# ZFS performance



## kegf (Jun 10, 2009)

Hi all. Sorry for my english.
I'm test ZFS 6 (7.1) and 13 (upgraded to 7.2) version of zpools (results here [in russian]) and see what performance is degraded (20-30%).
What happen?


----------



## phoenix (Jun 11, 2009)

Have you tested using any other benchmarking tools (iozone, bonnie++, etc)?

Did you upgrade the pool (zpool upgrade) and the filesystems (zfs upgrade) together?

Is this on FreeBSD 7-STABLE or 8-CURRENT?

I'm assuming, as the disk devices are the same, that the tests are done on the same hardware.


----------



## kegf (Jun 11, 2009)

No, I'm test only with dbench and some operations with dd read/write, results is same.
I'm upgrade FreeBSD 7.1 whith zpool version to 7.2 STABLE and upgrade zpool (to 13) and zfs (to 3) both.

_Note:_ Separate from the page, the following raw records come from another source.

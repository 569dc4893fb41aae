use std::sync::{Arc, Mutex};

use rsip::Method;

use crate::error::{Error, Result};
use crate::sip::dialog::Dialog;
use crate::sip::message::{RxData, TxData};

#[derive(Debug, Clone, Copy, PartialEq, Eq, Hash)]
pub enum TransactionRole {
    Uac,
    Uas,
}

/// Key the embedding stack matches transactions with, built from a received
/// message: role, method, top Via branch, and Call-ID.
#[derive(Debug, Clone, PartialEq, Eq)]
pub struct TransactionKey {
    pub role: TransactionRole,
    pub method: Method,
    pub branch: String,
    pub call_id: String,
}

impl std::hash::Hash for TransactionKey {
    fn hash<H: std::hash::Hasher>(&self, state: &mut H) {
        self.role.hash(state);
        self.method.to_string().hash(state);
        self.branch.hash(state);
        self.call_id.hash(state);
    }
}

impl TransactionKey {
    /// Build the key that matches `rdata` for the given role and method.
    pub fn from_rx(role: TransactionRole, method: Method, rdata: &RxData) -> Result<Self> {
        let branch = rdata
            .branch()
            .ok_or_else(|| Error::Malformed("missing Via branch".into()))?;
        Ok(Self {
            role,
            method,
            branch,
            call_id: rdata.call_id(),
        })
    }
}

/// Handle to a transaction owned by the embedding stack.
///
/// Exposes the two pieces inbound dispatch reads: the dialog the transaction
/// belongs to and the request it last transmitted.
pub struct Transaction {
    id: String,
    key: TransactionKey,
    dialog: Mutex<Option<Arc<Dialog>>>,
    last_tx: Mutex<Option<Arc<TxData>>>,
}

impl Transaction {
    pub fn new(id: impl Into<String>, key: TransactionKey) -> Arc<Self> {
        Arc::new(Self {
            id: id.into(),
            key,
            dialog: Mutex::new(None),
            last_tx: Mutex::new(None),
        })
    }

    pub fn id(&self) -> &str {
        &self.id
    }

    pub fn key(&self) -> &TransactionKey {
        &self.key
    }

    pub fn dialog(&self) -> Option<Arc<Dialog>> {
        self.dialog.lock().unwrap().clone()
    }

    pub fn set_dialog(&self, dialog: Option<Arc<Dialog>>) {
        *self.dialog.lock().unwrap() = dialog;
    }

    /// The last transmitted request, carrying the serializer-name
    /// annotation when one was recorded at send time.
    pub fn last_tx(&self) -> Option<Arc<TxData>> {
        self.last_tx.lock().unwrap().clone()
    }

    pub fn set_last_tx(&self, tdata: Option<Arc<TxData>>) {
        *self.last_tx.lock().unwrap() = tdata;
    }
}
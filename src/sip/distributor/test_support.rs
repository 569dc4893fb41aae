//! In-memory collaborators for exercising the distributor without a real
//! SIP stack underneath.

use std::collections::HashMap;
use std::sync::{Arc, Mutex};
use std::time::Duration;

use async_trait::async_trait;
use rsip::message::HasHeaders;
use rsip::{Header, Headers, Response, SipMessage, StatusCode, Version};
use tokio::sync::mpsc;

use crate::config::DistributorConfig;
use crate::error::Result;
use crate::serializer::current_serializer_name;
use crate::sip::dialog::Dialog;
use crate::sip::endpoint::SipEndpoint;
use crate::sip::message::{RxData, TxData};
use crate::sip::module::{ModuleAction, ModuleRegistry, PRIORITY_APPLICATION, SipModule};
use crate::sip::services::{
    AuthVerdict, AuthVerifier, EndpointResolver, SecurityReporter, SipStack,
};
use crate::sip::transaction::{Transaction, TransactionKey};

use super::builder::{Distributor, DistributorBuilder};
use super::state::DistributorContext;

const TEST_SOURCE: &str = "198.51.100.10:5060";

pub(crate) fn rx(raw: &str) -> RxData {
    let message = SipMessage::try_from(raw).expect("parse test message");
    RxData::new(message, TEST_SOURCE.parse().unwrap())
}

pub(crate) fn request(
    method: &str,
    call_id: &str,
    from_tag: &str,
    to_tag: Option<&str>,
    branch: &str,
) -> RxData {
    let to = match to_tag {
        Some(tag) => format!("<sip:bob@example.com>;tag={tag}"),
        None => "<sip:bob@example.com>".to_string(),
    };
    rx(&format!(
        "{method} sip:bob@example.com SIP/2.0\r\n\
         Via: SIP/2.0/UDP 198.51.100.10:5060;branch={branch}\r\n\
         Max-Forwards: 70\r\n\
         From: <sip:alice@example.com>;tag={from_tag}\r\n\
         To: {to}\r\n\
         Call-ID: {call_id}\r\n\
         CSeq: 1 {method}\r\n\
         Content-Length: 0\r\n\r\n"
    ))
}

pub(crate) fn invite(call_id: &str, from_tag: &str, branch: &str) -> RxData {
    request("INVITE", call_id, from_tag, None, branch)
}

pub(crate) fn ack(call_id: &str, from_tag: &str, to_tag: &str, branch: &str) -> RxData {
    request("ACK", call_id, from_tag, Some(to_tag), branch)
}

pub(crate) fn response(
    code: u16,
    reason: &str,
    call_id: &str,
    from_tag: &str,
    to_tag: &str,
    cseq_method: &str,
    branch: &str,
) -> RxData {
    rx(&format!(
        "SIP/2.0 {code} {reason}\r\n\
         Via: SIP/2.0/UDP 198.51.100.10:5060;branch={branch}\r\n\
         From: <sip:alice@example.com>;tag={from_tag}\r\n\
         To: <sip:bob@example.com>;tag={to_tag}\r\n\
         Call-ID: {call_id}\r\n\
         CSeq: 1 {cseq_method}\r\n\
         Content-Length: 0\r\n\r\n"
    ))
}

type DialogKey = (String, Option<String>, Option<String>);

/// Stack double: in-memory dialog and transaction tables plus a log of
/// every response the distributor asked it to send.
#[derive(Default)]
pub(crate) struct FakeStack {
    dialogs: Mutex<HashMap<DialogKey, Arc<Dialog>>>,
    transactions: Mutex<HashMap<TransactionKey, Arc<Transaction>>>,
    pub(crate) transaction_lookups: Mutex<Vec<TransactionKey>>,
    /// (status, Call-ID, serializer the send ran on)
    pub(crate) stateless: Mutex<Vec<(u16, String, Option<String>)>>,
    /// (status, serializer the send ran on)
    pub(crate) sent: Mutex<Vec<(u16, Option<String>)>>,
}

impl FakeStack {
    pub(crate) fn add_dialog(
        &self,
        call_id: &str,
        local_tag: Option<&str>,
        remote_tag: Option<&str>,
        dialog: Arc<Dialog>,
    ) {
        let key = (
            call_id.to_string(),
            local_tag.map(str::to_string),
            remote_tag.map(str::to_string),
        );
        self.dialogs.lock().unwrap().insert(key, dialog);
    }

    pub(crate) fn add_transaction(&self, transaction: Arc<Transaction>) {
        self.transactions
            .lock()
            .unwrap()
            .insert(transaction.key().clone(), transaction);
    }

    pub(crate) fn sent_codes(&self) -> Vec<u16> {
        self.sent.lock().unwrap().iter().map(|(code, _)| *code).collect()
    }

    pub(crate) fn stateless_codes(&self) -> Vec<u16> {
        self.stateless
            .lock()
            .unwrap()
            .iter()
            .map(|(code, _, _)| *code)
            .collect()
    }
}

#[async_trait]
impl SipStack for FakeStack {
    async fn find_dialog(
        &self,
        call_id: &str,
        local_tag: Option<&str>,
        remote_tag: Option<&str>,
    ) -> Option<Arc<Dialog>> {
        let key = (
            call_id.to_string(),
            local_tag.map(str::to_string),
            remote_tag.map(str::to_string),
        );
        self.dialogs.lock().unwrap().get(&key).cloned()
    }

    async fn find_transaction(&self, key: &TransactionKey) -> Option<Arc<Transaction>> {
        self.transaction_lookups.lock().unwrap().push(key.clone());
        self.transactions.lock().unwrap().get(key).cloned()
    }

    async fn create_response(&self, rdata: &RxData, status: StatusCode) -> Result<TxData> {
        let mut headers = Vec::new();
        for header in rdata.message().headers().iter() {
            match header {
                Header::Via(_)
                | Header::From(_)
                | Header::To(_)
                | Header::CallId(_)
                | Header::CSeq(_) => headers.push(header.clone()),
                _ => {}
            }
        }
        headers.push(Header::ContentLength("0".into()));

        let response = Response {
            status_code: status,
            headers: Headers::from(headers),
            body: Vec::new(),
            version: Version::V2,
        };
        Ok(TxData::new(SipMessage::Response(response)))
    }

    async fn send_response(&self, _rdata: &RxData, tdata: TxData) -> Result<()> {
        let code = tdata.status_code().map(u16::from).unwrap_or_default();
        self.sent
            .lock()
            .unwrap()
            .push((code, current_serializer_name()));
        Ok(())
    }

    async fn respond_stateless(&self, rdata: &RxData, status: StatusCode) -> Result<()> {
        self.stateless.lock().unwrap().push((
            u16::from(status),
            rdata.call_id(),
            current_serializer_name(),
        ));
        Ok(())
    }
}

#[derive(Default)]
pub(crate) struct FakeResolver {
    pub(crate) endpoint: Mutex<Option<Arc<SipEndpoint>>>,
}

#[async_trait]
impl EndpointResolver for FakeResolver {
    async fn identify(&self, _rdata: &RxData) -> Option<Arc<SipEndpoint>> {
        self.endpoint.lock().unwrap().clone()
    }
}

pub(crate) struct FakeVerifier {
    pub(crate) verdict: Mutex<AuthVerdict>,
}

impl Default for FakeVerifier {
    fn default() -> Self {
        Self {
            verdict: Mutex::new(AuthVerdict::Challenge),
        }
    }
}

#[async_trait]
impl AuthVerifier for FakeVerifier {
    fn requires_authentication(&self, endpoint: &SipEndpoint, _rdata: &RxData) -> bool {
        !endpoint.inbound_auths().is_empty()
    }

    async fn check(
        &self,
        _endpoint: &Arc<SipEndpoint>,
        _rdata: &RxData,
        tdata: &mut TxData,
    ) -> AuthVerdict {
        let verdict = *self.verdict.lock().unwrap();
        if verdict == AuthVerdict::Challenge {
            tdata.message_mut().headers_mut().push(Header::Other(
                "WWW-Authenticate".into(),
                "Digest realm=\"asterisk\", nonce=\"f00d\"".into(),
            ));
        }
        verdict
    }
}

#[derive(Default)]
pub(crate) struct RecordingReporter {
    pub(crate) events: Mutex<Vec<String>>,
}

impl SecurityReporter for RecordingReporter {
    fn invalid_endpoint(&self, _name: &str, _rdata: &RxData) {
        self.events.lock().unwrap().push("invalid-endpoint".into());
    }

    fn auth_challenge_sent(&self, _endpoint: &SipEndpoint, _rdata: &RxData, _tdata: &TxData) {
        self.events.lock().unwrap().push("challenge-sent".into());
    }

    fn auth_success(&self, _endpoint: &SipEndpoint, _rdata: &RxData) {
        self.events.lock().unwrap().push("auth-success".into());
    }

    fn failed_challenge_response(&self, _endpoint: &SipEndpoint, _rdata: &RxData) {
        self.events.lock().unwrap().push("failed-challenge".into());
    }
}

/// What the probe module saw for one message reaching the application slot.
#[derive(Debug)]
pub(crate) struct ProbeHit {
    pub(crate) kind: String,
    pub(crate) call_id: String,
    pub(crate) serializer: Option<String>,
    pub(crate) endpoint: Option<String>,
}

/// Application stand-in registered after the authenticator; reports every
/// message it sees together with the serializer carrying it.
struct ProbeModule {
    hits: mpsc::UnboundedSender<ProbeHit>,
}

#[async_trait]
impl SipModule for ProbeModule {
    fn name(&self) -> &str {
        "probe"
    }

    fn priority(&self) -> u32 {
        PRIORITY_APPLICATION
    }

    async fn on_rx_request(&self, rdata: &RxData) -> ModuleAction {
        self.report(rdata);
        ModuleAction::Continue
    }

    async fn on_rx_response(&self, rdata: &RxData) -> ModuleAction {
        self.report(rdata);
        ModuleAction::Continue
    }
}

impl ProbeModule {
    fn report(&self, rdata: &RxData) {
        let kind = match rdata.method() {
            Some(method) => method.to_string(),
            None => rdata
                .status_code()
                .map(|code| u16::from(code).to_string())
                .unwrap_or_default(),
        };
        let _ = self.hits.send(ProbeHit {
            kind,
            call_id: rdata.call_id(),
            serializer: current_serializer_name(),
            endpoint: rdata.endpoint().map(|e| e.name().to_string()),
        });
    }
}

/// A built distributor wired to fakes, with a probe module sitting where
/// the application would.
pub(crate) struct Harness {
    pub(crate) distributor: Distributor,
    pub(crate) modules: Arc<ModuleRegistry>,
    pub(crate) stack: Arc<FakeStack>,
    pub(crate) resolver: Arc<FakeResolver>,
    pub(crate) verifier: Arc<FakeVerifier>,
    pub(crate) reporter: Arc<RecordingReporter>,
    pub(crate) probe_rx: mpsc::UnboundedReceiver<ProbeHit>,
}

impl Harness {
    pub(crate) async fn new() -> Self {
        Self::with_config(DistributorConfig::default()).await
    }

    pub(crate) async fn with_config(config: DistributorConfig) -> Self {
        let harness = Self::build(config).await;
        harness.distributor.set_booted();
        harness
    }

    /// Harness whose boot gate is still closed.
    pub(crate) async fn unbooted() -> Self {
        Self::build(DistributorConfig::default()).await
    }

    async fn build(config: DistributorConfig) -> Self {
        let stack = Arc::new(FakeStack::default());
        let resolver = Arc::new(FakeResolver::default());
        let verifier = Arc::new(FakeVerifier::default());
        let reporter = Arc::new(RecordingReporter::default());
        let modules = ModuleRegistry::new();

        let distributor = DistributorBuilder::new(config)
            .with_stack(stack.clone())
            .with_resolver(resolver.clone())
            .with_verifier(verifier.clone())
            .with_reporter(reporter.clone())
            .with_modules(modules.clone())
            .build()
            .await
            .expect("build distributor");

        let (hits, probe_rx) = mpsc::unbounded_channel();
        modules
            .register(Arc::new(ProbeModule { hits }))
            .expect("register probe");

        Self {
            distributor,
            modules,
            stack,
            resolver,
            verifier,
            reporter,
            probe_rx,
        }
    }

    pub(crate) fn context(&self) -> Arc<DistributorContext> {
        self.distributor.context()
    }

    /// Wait for the next message to reach the probe.
    pub(crate) async fn next_hit(&mut self) -> ProbeHit {
        tokio::time::timeout(Duration::from_secs(5), self.probe_rx.recv())
            .await
            .expect("timed out waiting for probe hit")
            .expect("probe channel closed")
    }

    /// Shut the distributor down, draining the pool so every queued task
    /// has finished.
    pub(crate) async fn teardown(self) {
        self.distributor.shutdown().await;
    }
}
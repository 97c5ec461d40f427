//! Error types for upstream Bitbucket Server calls.

use miette::Diagnostic;
use reqwest::StatusCode;
use serde_json::Value;
use thiserror::Error;

#[derive(Error, Diagnostic, Debug)]
pub enum BitbucketError {
    #[error("Invalid input: {message}")]
    #[diagnostic(code(bitbucket_mcp::bitbucket::invalid_input))]
    InvalidInput { message: String },

    #[error("{message}")]
    #[diagnostic(code(bitbucket_mcp::bitbucket::api_error))]
    Api { status: u16, message: String },

    #[error("{source}")]
    #[diagnostic(
        code(bitbucket_mcp::bitbucket::transport),
        help("Check that BITBUCKET_URL points at a reachable Bitbucket Server.")
    )]
    Transport {
        #[source]
        source: reqwest::Error,
    },

    #[error("Invalid response from Bitbucket Server: {message}")]
    #[diagnostic(code(bitbucket_mcp::bitbucket::invalid_response))]
    InvalidResponse { message: String },

    #[error("Cannot determine caller identity: {source}")]
    #[diagnostic(code(bitbucket_mcp::bitbucket::identity_lookup))]
    IdentityLookup {
        #[source]
        source: Box<BitbucketError>,
    },

    #[error("Could not determine authenticated user from response headers.")]
    #[diagnostic(
        code(bitbucket_mcp::bitbucket::missing_identity),
        help("The server did not return an X-AUSERNAME header. Is the token valid?")
    )]
    MissingIdentity,
}

impl BitbucketError {
    pub fn invalid_input(message: impl Into<String>) -> Self {
        Self::InvalidInput {
            message: message.into(),
        }
    }

    /// Build an [`BitbucketError::Api`] from a non-2xx status and its raw body.
    ///
    /// Bitbucket reports failures as `{"errors": [{"message": ...}]}`; some
    /// endpoints use a flat `{"message": ...}` instead.
    pub fn from_status(status: StatusCode, body: &str) -> Self {
        let message = serde_json::from_str::<Value>(body)
            .ok()
            .and_then(|v| extract_message(&v))
            .unwrap_or_else(|| format!("Request failed with status {}", status.as_u16()));

        Self::Api {
            status: status.as_u16(),
            message,
        }
    }

    /// Upstream HTTP status, if the error came from a response.
    pub fn status(&self) -> Option<u16> {
        match self {
            Self::Api { status, .. } => Some(*status),
            Self::Transport { source } => source.status().map(|s| s.as_u16()),
            Self::IdentityLookup { source } => source.status(),
            _ => None,
        }
    }

    /// Short machine-readable label used in tool error payloads.
    pub fn kind(&self) -> &'static str {
        match self {
            Self::InvalidInput { .. } => "invalid_input",
            Self::Api { .. } => "api_error",
            Self::Transport { .. } => "transport_error",
            Self::InvalidResponse { .. } => "invalid_response",
            Self::IdentityLookup { .. } | Self::MissingIdentity => "missing_identity",
        }
    }
}

fn extract_message(body: &Value) -> Option<String> {
    body.pointer("/errors/0/message")
        .and_then(Value::as_str)
        .or_else(|| body.get("message").and_then(Value::as_str))
        .map(str::to_string)
}

impl From<reqwest::Error> for BitbucketError {
    fn from(e: reqwest::Error) -> Self {
        if e.is_decode() {
            BitbucketError::InvalidResponse {
                message: e.to_string(),
            }
        } else {
            BitbucketError::Transport { source: e }
        }
    }
}

impl From<serde_json::Error> for BitbucketError {
    fn from(e: serde_json::Error) -> Self {
        BitbucketError::InvalidResponse {
            message: e.to_string(),
        }
    }
}

pub type BitbucketResult<T> = Result<T, BitbucketError>;
use super::*;
use serial_test::serial;
use std::env;

fn set_env(url: Option<&str>, token: Option<&str>) {
    unsafe {
        match url {
            Some(v) => env::set_var(BASE_URL_VAR, v),
            None => env::remove_var(BASE_URL_VAR),
        }
        match token {
            Some(v) => env::set_var(TOKEN_VAR, v),
            None => env::remove_var(TOKEN_VAR),
        }
    }
}

#[test]
#[serial]
fn test_from_env_reads_both_values() {
    set_env(Some("https://bitbucket.example.com/"), Some("secret-token"));

    let config = BitbucketConfig::from_env().expect("config should load");
    assert_eq!(config.base_url(), "https://bitbucket.example.com");
    assert_eq!(config.token(), "secret-token");

    set_env(None, None);
}

#[test]
#[serial]
fn test_missing_base_url_is_fatal() {
    set_env(None, Some("secret-token"));

    let err = BitbucketConfig::from_env().unwrap_err();
    assert!(matches!(
        err,
        ConfigError::MissingEnvVar { name: BASE_URL_VAR }
    ));
    assert_eq!(
        err.to_string(),
        "BITBUCKET_URL environment variable is required"
    );

    set_env(None, None);
}

#[test]
#[serial]
fn test_missing_token_is_fatal() {
    set_env(Some("https://bitbucket.example.com"), None);

    let err = BitbucketConfig::from_env().unwrap_err();
    assert!(matches!(err, ConfigError::MissingEnvVar { name: TOKEN_VAR }));

    set_env(None, None);
}

#[test]
#[serial]
fn test_blank_values_count_as_missing() {
    set_env(Some("   "), Some("token"));
    assert!(matches!(
        BitbucketConfig::from_env(),
        Err(ConfigError::MissingEnvVar { name: BASE_URL_VAR })
    ));

    set_env(Some("https://bitbucket.example.com"), Some(""));
    assert!(matches!(
        BitbucketConfig::from_env(),
        Err(ConfigError::MissingEnvVar { name: TOKEN_VAR })
    ));

    set_env(None, None);
}

#[test]
fn test_new_rejects_relative_url() {
    let err = BitbucketConfig::new("bitbucket.example.com", "token").unwrap_err();
    assert!(matches!(err, ConfigError::InvalidBaseUrl { .. }));
}

#[test]
fn test_new_rejects_non_http_scheme() {
    let err = BitbucketConfig::new("ftp://bitbucket.example.com", "token").unwrap_err();
    match err {
        ConfigError::InvalidBaseUrl { reason, .. } => assert!(reason.contains("ftp")),
        other => panic!("unexpected error: {other:?}"),
    }
}

#[test]
fn test_new_keeps_context_path() {
    let config = BitbucketConfig::new("https://example.com/bitbucket///", "token").unwrap();
    assert_eq!(config.base_url(), "https://example.com/bitbucket");
}

#[test]
fn test_debug_redacts_token() {
    let config = BitbucketConfig::new("https://example.com", "super-secret").unwrap();
    let debug = format!("{config:?}");
    assert!(!debug.contains("super-secret"));
    assert!(debug.contains("<redacted>"));
}

#[test]
fn test_serve_config_defaults() {
    let config = ServeConfig::default();
    assert_eq!(config.transport, Transport::Stdio);
    assert_eq!(config.host.to_string(), "127.0.0.1");
    assert_eq!(config.port, 3000);
    assert_eq!(config.log_directive(), "bitbucket_mcp=info");
}

#[test]
fn test_verbosity_raises_log_level() {
    let mut config = ServeConfig::default();
    config.verbosity = 1;
    assert_eq!(config.log_directive(), "bitbucket_mcp=debug");
    config.verbosity = 3;
    assert!(config.log_directive().contains("rmcp=debug"));
}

Yes, tests are done on the same hardware with 4 SATA 1 hard disks and system installed on ad0 ATA disk. Zpool are mouned on /opt.


----------



## phoenix (Jun 11, 2009)

How very bizarre.

You should send an e-mail to either the freebsd-fs@freebsd.org and/or the freebsd-stable@freebsd.org mailing lists with your findings.  Pawel Jakub Dawidek did the initial port of ZFS to FreeBSD, and Kip Macy is doing a lot of work on it right now.  They're both on the mailing lists, and would be in a better position to look into this.


----------